What to produce: Your answer should be the lines of the data below that contain "trimmed".

Material supplied:
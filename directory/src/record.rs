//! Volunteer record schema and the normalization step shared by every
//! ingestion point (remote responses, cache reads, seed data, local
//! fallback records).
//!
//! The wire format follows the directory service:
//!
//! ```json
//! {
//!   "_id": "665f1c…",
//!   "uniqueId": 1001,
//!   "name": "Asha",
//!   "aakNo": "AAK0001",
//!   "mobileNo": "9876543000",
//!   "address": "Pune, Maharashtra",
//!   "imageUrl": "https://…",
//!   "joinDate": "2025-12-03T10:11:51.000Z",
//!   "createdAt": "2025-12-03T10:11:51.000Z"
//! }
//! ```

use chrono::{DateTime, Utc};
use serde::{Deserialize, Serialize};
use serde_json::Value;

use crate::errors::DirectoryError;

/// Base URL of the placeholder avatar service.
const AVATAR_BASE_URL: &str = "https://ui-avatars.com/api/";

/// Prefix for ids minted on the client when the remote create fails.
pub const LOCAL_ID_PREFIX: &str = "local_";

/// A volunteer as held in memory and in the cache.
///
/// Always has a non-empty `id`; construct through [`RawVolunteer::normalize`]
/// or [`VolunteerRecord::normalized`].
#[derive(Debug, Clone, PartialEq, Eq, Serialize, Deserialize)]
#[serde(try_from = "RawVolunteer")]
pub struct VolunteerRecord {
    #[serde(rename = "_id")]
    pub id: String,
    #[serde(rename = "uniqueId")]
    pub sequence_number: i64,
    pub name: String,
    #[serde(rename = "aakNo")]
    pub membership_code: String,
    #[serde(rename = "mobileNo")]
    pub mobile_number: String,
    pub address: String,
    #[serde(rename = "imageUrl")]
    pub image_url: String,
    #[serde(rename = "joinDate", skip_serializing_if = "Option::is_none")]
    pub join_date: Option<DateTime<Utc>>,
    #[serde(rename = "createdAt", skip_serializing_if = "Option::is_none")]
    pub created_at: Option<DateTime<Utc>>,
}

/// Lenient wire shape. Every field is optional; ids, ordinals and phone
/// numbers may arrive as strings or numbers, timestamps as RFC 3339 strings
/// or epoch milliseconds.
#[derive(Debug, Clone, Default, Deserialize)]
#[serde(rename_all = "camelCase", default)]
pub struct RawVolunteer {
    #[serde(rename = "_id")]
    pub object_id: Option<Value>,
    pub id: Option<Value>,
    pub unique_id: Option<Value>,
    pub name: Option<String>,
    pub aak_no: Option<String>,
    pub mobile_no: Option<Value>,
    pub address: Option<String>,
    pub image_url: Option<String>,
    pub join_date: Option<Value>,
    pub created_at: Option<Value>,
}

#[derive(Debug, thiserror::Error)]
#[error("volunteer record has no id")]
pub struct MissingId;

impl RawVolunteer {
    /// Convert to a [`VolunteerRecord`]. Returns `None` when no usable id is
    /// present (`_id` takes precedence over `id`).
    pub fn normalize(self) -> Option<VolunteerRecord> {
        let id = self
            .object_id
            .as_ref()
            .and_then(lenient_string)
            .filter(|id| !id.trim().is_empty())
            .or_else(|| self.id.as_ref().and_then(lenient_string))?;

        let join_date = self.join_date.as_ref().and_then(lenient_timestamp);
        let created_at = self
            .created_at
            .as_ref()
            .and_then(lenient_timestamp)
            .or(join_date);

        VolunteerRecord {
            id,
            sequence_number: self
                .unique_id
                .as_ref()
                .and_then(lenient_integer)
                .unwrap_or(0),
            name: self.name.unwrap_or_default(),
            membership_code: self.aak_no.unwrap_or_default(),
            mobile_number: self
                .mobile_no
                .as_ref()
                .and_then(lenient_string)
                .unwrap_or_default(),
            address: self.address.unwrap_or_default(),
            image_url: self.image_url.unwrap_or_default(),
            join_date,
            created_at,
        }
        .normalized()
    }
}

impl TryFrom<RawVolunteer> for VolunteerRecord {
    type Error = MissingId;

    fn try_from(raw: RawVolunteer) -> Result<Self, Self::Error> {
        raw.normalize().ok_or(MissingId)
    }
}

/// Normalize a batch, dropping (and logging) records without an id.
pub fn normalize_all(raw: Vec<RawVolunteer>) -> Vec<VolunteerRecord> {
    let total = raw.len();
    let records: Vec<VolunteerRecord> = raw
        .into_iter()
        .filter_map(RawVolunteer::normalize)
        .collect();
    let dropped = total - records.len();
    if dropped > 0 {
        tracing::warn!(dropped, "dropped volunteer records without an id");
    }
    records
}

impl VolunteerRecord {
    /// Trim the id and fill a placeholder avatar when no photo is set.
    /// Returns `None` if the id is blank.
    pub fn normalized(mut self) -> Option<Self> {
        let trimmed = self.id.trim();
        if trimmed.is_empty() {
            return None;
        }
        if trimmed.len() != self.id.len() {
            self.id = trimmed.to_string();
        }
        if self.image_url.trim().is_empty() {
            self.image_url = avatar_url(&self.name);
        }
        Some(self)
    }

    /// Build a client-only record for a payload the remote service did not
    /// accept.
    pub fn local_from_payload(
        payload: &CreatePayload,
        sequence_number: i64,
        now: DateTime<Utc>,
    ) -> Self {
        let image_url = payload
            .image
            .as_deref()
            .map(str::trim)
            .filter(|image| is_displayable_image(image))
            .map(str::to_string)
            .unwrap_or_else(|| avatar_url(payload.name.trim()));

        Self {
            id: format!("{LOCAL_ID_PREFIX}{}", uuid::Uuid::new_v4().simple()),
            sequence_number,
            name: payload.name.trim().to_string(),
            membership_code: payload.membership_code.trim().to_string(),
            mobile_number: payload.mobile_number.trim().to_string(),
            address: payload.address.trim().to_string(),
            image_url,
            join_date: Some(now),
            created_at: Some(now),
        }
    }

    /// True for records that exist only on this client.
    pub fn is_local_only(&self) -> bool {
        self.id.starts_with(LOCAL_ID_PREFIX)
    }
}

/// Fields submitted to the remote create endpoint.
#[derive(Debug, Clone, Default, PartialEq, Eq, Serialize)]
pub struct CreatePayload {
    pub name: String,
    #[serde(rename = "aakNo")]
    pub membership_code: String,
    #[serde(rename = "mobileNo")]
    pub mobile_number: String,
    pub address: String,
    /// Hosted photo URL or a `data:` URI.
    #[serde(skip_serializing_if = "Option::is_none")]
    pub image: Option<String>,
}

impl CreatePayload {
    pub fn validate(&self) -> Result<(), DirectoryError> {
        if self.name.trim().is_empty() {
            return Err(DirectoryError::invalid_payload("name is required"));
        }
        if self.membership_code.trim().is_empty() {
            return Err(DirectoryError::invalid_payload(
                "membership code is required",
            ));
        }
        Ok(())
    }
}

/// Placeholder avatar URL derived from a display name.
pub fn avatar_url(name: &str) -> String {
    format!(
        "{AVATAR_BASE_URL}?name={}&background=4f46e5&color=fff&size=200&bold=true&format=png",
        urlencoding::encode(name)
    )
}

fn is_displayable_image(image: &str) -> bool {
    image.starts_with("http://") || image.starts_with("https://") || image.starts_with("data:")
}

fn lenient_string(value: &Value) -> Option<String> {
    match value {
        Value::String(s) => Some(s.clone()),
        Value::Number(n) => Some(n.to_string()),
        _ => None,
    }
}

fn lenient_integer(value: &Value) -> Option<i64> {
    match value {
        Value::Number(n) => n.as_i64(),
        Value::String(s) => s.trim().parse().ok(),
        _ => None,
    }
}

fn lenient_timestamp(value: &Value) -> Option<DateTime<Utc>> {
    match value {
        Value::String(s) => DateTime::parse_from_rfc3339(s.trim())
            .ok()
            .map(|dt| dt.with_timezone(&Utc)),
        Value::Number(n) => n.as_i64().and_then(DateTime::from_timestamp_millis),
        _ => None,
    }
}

Exercise output:
        let trimmed = self.id.trim();
        if trimmed.is_empty() {
        if trimmed.len() != self.id.len() {
            self.id = trimmed.to_string();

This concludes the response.